----- TASK INPUTS
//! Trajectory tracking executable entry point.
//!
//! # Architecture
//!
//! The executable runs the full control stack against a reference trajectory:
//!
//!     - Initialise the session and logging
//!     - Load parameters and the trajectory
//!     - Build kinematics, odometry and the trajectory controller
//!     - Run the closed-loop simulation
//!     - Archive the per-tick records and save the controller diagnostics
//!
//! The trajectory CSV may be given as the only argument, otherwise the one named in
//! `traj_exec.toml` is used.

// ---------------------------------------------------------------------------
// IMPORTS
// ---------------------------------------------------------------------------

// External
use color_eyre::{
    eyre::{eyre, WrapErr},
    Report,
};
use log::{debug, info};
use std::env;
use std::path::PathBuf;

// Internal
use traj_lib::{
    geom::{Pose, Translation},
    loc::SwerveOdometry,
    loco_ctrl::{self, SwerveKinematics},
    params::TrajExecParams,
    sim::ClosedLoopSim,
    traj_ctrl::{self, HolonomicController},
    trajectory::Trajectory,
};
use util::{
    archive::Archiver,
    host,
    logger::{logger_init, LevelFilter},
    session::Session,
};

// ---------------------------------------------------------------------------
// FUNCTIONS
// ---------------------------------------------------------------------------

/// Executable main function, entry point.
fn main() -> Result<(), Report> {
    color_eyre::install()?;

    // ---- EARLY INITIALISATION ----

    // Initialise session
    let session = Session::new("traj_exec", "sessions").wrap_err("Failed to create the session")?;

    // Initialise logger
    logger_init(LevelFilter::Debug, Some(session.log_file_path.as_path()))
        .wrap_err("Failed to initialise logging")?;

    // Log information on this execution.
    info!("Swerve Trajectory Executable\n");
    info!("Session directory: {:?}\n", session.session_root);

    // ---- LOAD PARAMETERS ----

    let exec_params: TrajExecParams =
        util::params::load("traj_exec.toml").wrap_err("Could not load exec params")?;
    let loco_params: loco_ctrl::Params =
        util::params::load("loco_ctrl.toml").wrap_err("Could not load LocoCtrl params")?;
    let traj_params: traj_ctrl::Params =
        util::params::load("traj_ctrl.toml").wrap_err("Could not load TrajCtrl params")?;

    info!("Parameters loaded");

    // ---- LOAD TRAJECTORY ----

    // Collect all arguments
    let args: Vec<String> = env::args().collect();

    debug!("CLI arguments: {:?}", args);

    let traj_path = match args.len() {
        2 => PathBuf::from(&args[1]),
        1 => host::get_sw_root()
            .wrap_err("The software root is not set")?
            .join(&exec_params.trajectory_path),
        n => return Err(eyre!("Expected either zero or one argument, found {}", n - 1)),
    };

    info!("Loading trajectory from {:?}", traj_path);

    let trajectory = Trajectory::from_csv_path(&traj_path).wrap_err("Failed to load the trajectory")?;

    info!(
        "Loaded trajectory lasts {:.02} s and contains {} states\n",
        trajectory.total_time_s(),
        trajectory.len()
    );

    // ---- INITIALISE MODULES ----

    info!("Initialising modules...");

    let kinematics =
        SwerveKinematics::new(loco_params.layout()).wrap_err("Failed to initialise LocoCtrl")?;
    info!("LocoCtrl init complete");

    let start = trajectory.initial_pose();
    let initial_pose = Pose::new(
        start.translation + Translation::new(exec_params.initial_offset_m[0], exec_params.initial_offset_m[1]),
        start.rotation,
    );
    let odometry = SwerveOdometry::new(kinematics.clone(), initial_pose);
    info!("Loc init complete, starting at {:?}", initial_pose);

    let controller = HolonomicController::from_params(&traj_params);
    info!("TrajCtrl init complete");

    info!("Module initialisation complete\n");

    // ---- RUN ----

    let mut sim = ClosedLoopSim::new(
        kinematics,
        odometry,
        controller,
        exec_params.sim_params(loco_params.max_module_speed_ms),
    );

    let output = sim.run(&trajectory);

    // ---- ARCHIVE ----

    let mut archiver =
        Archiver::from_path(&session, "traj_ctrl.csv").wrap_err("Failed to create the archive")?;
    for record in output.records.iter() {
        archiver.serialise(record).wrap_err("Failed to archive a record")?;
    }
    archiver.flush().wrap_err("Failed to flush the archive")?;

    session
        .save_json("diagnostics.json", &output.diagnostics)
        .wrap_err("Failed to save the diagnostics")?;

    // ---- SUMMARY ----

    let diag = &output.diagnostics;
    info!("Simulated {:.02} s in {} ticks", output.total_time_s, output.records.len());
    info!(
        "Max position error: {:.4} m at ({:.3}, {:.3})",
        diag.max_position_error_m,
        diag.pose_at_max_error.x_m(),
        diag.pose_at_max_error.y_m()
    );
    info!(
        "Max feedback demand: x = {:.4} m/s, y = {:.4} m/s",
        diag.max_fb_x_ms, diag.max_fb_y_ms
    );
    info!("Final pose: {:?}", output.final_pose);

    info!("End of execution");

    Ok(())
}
----------
→ **EXERCISE PROMPT**
Having read the records above, print them out again exactly.

→ **RESPONSE BOX**
//! Trajectory tracking executable entry point.
//!
//! # Architecture
//!
//! The executable runs the full control stack against a reference trajectory:
//!
//!     - Initialise the session and logging
//!     - Load parameters and the trajectory
//!     - Build kinematics, odometry and the trajectory controller
//!     - Run the closed-loop simulation
//!     - Archive the per-tick records and save the controller diagnostics
//!
//! The trajectory CSV may be given as the only argument, otherwise the one named in
//! `traj_exec.toml` is used.

// ---------------------------------------------------------------------------
// IMPORTS
// ---------------------------------------------------------------------------

// External
use color_eyre::{
    eyre::{eyre, WrapErr},
    Report,
};
use log::{debug, info};
use std::env;
use std::path::PathBuf;

// Internal
use traj_lib::{
    geom::{Pose, Translation},
    loc::SwerveOdometry,
    loco_ctrl::{self, SwerveKinematics},
    params::TrajExecParams,
    sim::ClosedLoopSim,
    traj_ctrl::{self, HolonomicController},
    trajectory::Trajectory,
};
use util::{
    archive::Archiver,
    host,
    logger::{logger_init, LevelFilter},
    session::Session,
};

// ---------------------------------------------------------------------------
// FUNCTIONS
// ---------------------------------------------------------------------------

/// Executable main function, entry point.
fn main() -> Result<(), Report> {
    color_eyre::install()?;

    // ---- EARLY INITIALISATION ----

    // Initialise session
    let session = Session::new("traj_exec", "sessions").wrap_err("Failed to create the session")?;

    // Initialise logger
    logger_init(LevelFilter::Debug, Some(session.log_file_path.as_path()))
        .wrap_err("Failed to initialise logging")?;

    // Log information on this execution.
    info!("Swerve Trajectory Executable\n");
    info!("Session directory: {:?}\n", session.session_root);

    // ---- LOAD PARAMETERS ----

    let exec_params: TrajExecParams =
        util::params::load("traj_exec.toml").wrap_err("Could not load exec params")?;
    let loco_params: loco_ctrl::Params =
        util::params::load("loco_ctrl.toml").wrap_err("Could not load LocoCtrl params")?;
    let traj_params: traj_ctrl::Params =
        util::params::load("traj_ctrl.toml").wrap_err("Could not load TrajCtrl params")?;

    info!("Parameters loaded");

    // ---- LOAD TRAJECTORY ----

    // Collect all arguments
    let args: Vec<String> = env::args().collect();

    debug!("CLI arguments: {:?}", args);

    let traj_path = match args.len() {
        2 => PathBuf::from(&args[1]),
        1 => host::get_sw_root()
            .wrap_err("The software root is not set")?
            .join(&exec_params.trajectory_path),
        n => return Err(eyre!("Expected either zero or one argument, found {}", n - 1)),
    };

    info!("Loading trajectory from {:?}", traj_path);

    let trajectory = Trajectory::from_csv_path(&traj_path).wrap_err("Failed to load the trajectory")?;

    info!(
        "Loaded trajectory lasts {:.02} s and contains {} states\n",
        trajectory.total_time_s(),
        trajectory.len()
    );

    // ---- INITIALISE MODULES ----

    info!("Initialising modules...");

    let kinematics =
        SwerveKinematics::new(loco_params.layout()).wrap_err("Failed to initialise LocoCtrl")?;
    info!("LocoCtrl init complete");

    let start = trajectory.initial_pose();
    let initial_pose = Pose::new(
        start.translation + Translation::new(exec_params.initial_offset_m[0], exec_params.initial_offset_m[1]),
        start.rotation,
    );
    let odometry = SwerveOdometry::new(kinematics.clone(), initial_pose);
    info!("Loc init complete, starting at {:?}", initial_pose);

    let controller = HolonomicController::from_params(&traj_params);
    info!("TrajCtrl init complete");

    info!("Module initialisation complete\n");

    // ---- RUN ----

    let mut sim = ClosedLoopSim::new(
        kinematics,
        odometry,
        controller,
        exec_params.sim_params(loco_params.max_module_speed_ms),
    );

    let output = sim.run(&trajectory);

    // ---- ARCHIVE ----

    let mut archiver =
        Archiver::from_path(&session, "traj_ctrl.csv").wrap_err("Failed to create the archive")?;
    for record in output.records.iter() {
        archiver.serialise(record).wrap_err("Failed to archive a record")?;
    }
    archiver.flush().wrap_err("Failed to flush the archive")?;

    session
        .save_json("diagnostics.json", &output.diagnostics)
        .wrap_err("Failed to save the diagnostics")?;

    // ---- SUMMARY ----

    let diag = &output.diagnostics;
    info!("Simulated {:.02} s in {} ticks", output.total_time_s, output.records.len());
    info!(
        "Max position error: {:.4} m at ({:.3}, {:.3})",
        diag.max_position_error_m,
        diag.pose_at_max_error.x_m(),
        diag.pose_at_max_error.y_m()
    );
    info!(
        "Max feedback demand: x = {:.4} m/s, y = {:.4} m/s",
        diag.max_fb_x_ms, diag.max_fb_y_ms
    );
    info!("Final pose: {:?}", output.final_pose);

    info!("End of execution");

    Ok(())
}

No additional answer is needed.